▶ **Work instruction**: Nothing in the records may be altered, so transcribe them exactly.

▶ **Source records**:
- Opening Delimiter -

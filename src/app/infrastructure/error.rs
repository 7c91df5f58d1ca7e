use thiserror::Error;

#[derive(Error, Debug)]
pub enum AppError {
    #[error("IO error: {0}")]
    Io(#[from] std::io::Error),

    #[error("JSON error: {0}")]
    Json(#[from] serde_json::Error),

    #[error("No file path is associated with this document")]
    NoPath,

    #[error("Settings error: {0}")]
    Settings(String),

    #[error("Dictionary error: {0}")]
    Dictionary(String),
}

/// Failures of the voice-to-text pipeline.
#[derive(Error, Debug, Clone, PartialEq, Eq)]
pub enum VoiceError {
    #[error("Could not understand the audio")]
    Unintelligible,

    #[error("Could not request results: {0}")]
    ServiceUnavailable(String),

    #[error("Microphone error: {0}")]
    Microphone(String),

    #[error("Voice capture is already running")]
    Busy,

    #[error("Voice capture cancelled")]
    Cancelled,
}

/// Convenience type alias for Results with AppError
pub type Result<T> = std::result::Result<T, AppError>;

#[cfg(test)]
mod tests {
    use super::*;

    #[test]
    fn test_io_error_conversion() {
        let io_err = std::io::Error::new(std::io::ErrorKind::NotFound, "file not found");
        let app_err: AppError = io_err.into();
        assert!(matches!(app_err, AppError::Io(_)));
        assert!(app_err.to_string().contains("file not found"));
    }

    #[test]
    fn test_error_display() {
        let err = AppError::Settings("no configuration directory".to_string());
        assert_eq!(err.to_string(), "Settings error: no configuration directory");

        let err = AppError::Dictionary("no word list".to_string());
        assert_eq!(err.to_string(), "Dictionary error: no word list");

        let err = AppError::NoPath;
        assert_eq!(err.to_string(), "No file path is associated with this document");
    }

    #[test]
    fn test_voice_error_messages() {
        assert_eq!(VoiceError::Unintelligible.to_string(), "Could not understand the audio");
        assert_eq!(
            VoiceError::ServiceUnavailable("timed out".to_string()).to_string(),
            "Could not request results: timed out"
        );
    }
}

- Closing Delimiter -

▶ **Solution for this task**:
filename src/app/infrastructure/error.rs
repository 7c91df5f58d1ca7e
use thiserror::Error;

#[derive(Error, Debug)]
pub enum AppError {
    #[error("IO error: {0}")]
    Io(#[from] std::io::Error),

    #[error("JSON error: {0}")]
    Json(#[from] serde_json::Error),

    #[error("No file path is associated with this document")]
    NoPath,

    #[error("Settings error: {0}")]
    Settings(String),

    #[error("Dictionary error: {0}")]
    Dictionary(String),
}

/// Failures of the voice-to-text pipeline.
#[derive(Error, Debug, Clone, PartialEq, Eq)]
pub enum VoiceError {
    #[error("Could not understand the audio")]
    Unintelligible,

    #[error("Could not request results: {0}")]
    ServiceUnavailable(String),

    #[error("Microphone error: {0}")]
    Microphone(String),

    #[error("Voice capture is already running")]
    Busy,

    #[error("Voice capture cancelled")]
    Cancelled,
}

/// Convenience type alias for Results with AppError
pub type Result<T> = std::result::Result<T, AppError>;

#[cfg(test)]
mod tests {
    use super::*;

    #[test]
    fn test_io_error_conversion() {
        let io_err = std::io::Error::new(std::io::ErrorKind::NotFound, "file not found");
        let app_err: AppError = io_err.into();
        assert!(matches!(app_err, AppError::Io(_)));
        assert!(app_err.to_string().contains("file not found"));
    }

    #[test]
    fn test_error_display() {
        let err = AppError::Settings("no configuration directory".to_string());
        assert_eq!(err.to_string(), "Settings error: no configuration directory");

        let err = AppError::Dictionary("no word list".to_string());
        assert_eq!(err.to_string(), "Dictionary error: no word list");

        let err = AppError::NoPath;
        assert_eq!(err.to_string(), "No file path is associated with this document");
    }

    #[test]
    fn test_voice_error_messages() {
        assert_eq!(VoiceError::Unintelligible.to_string(), "Could not understand the audio");
        assert_eq!(
            VoiceError::ServiceUnavailable("timed out".to_string()).to_string(),
            "Could not request results: timed out"
        );
    }
}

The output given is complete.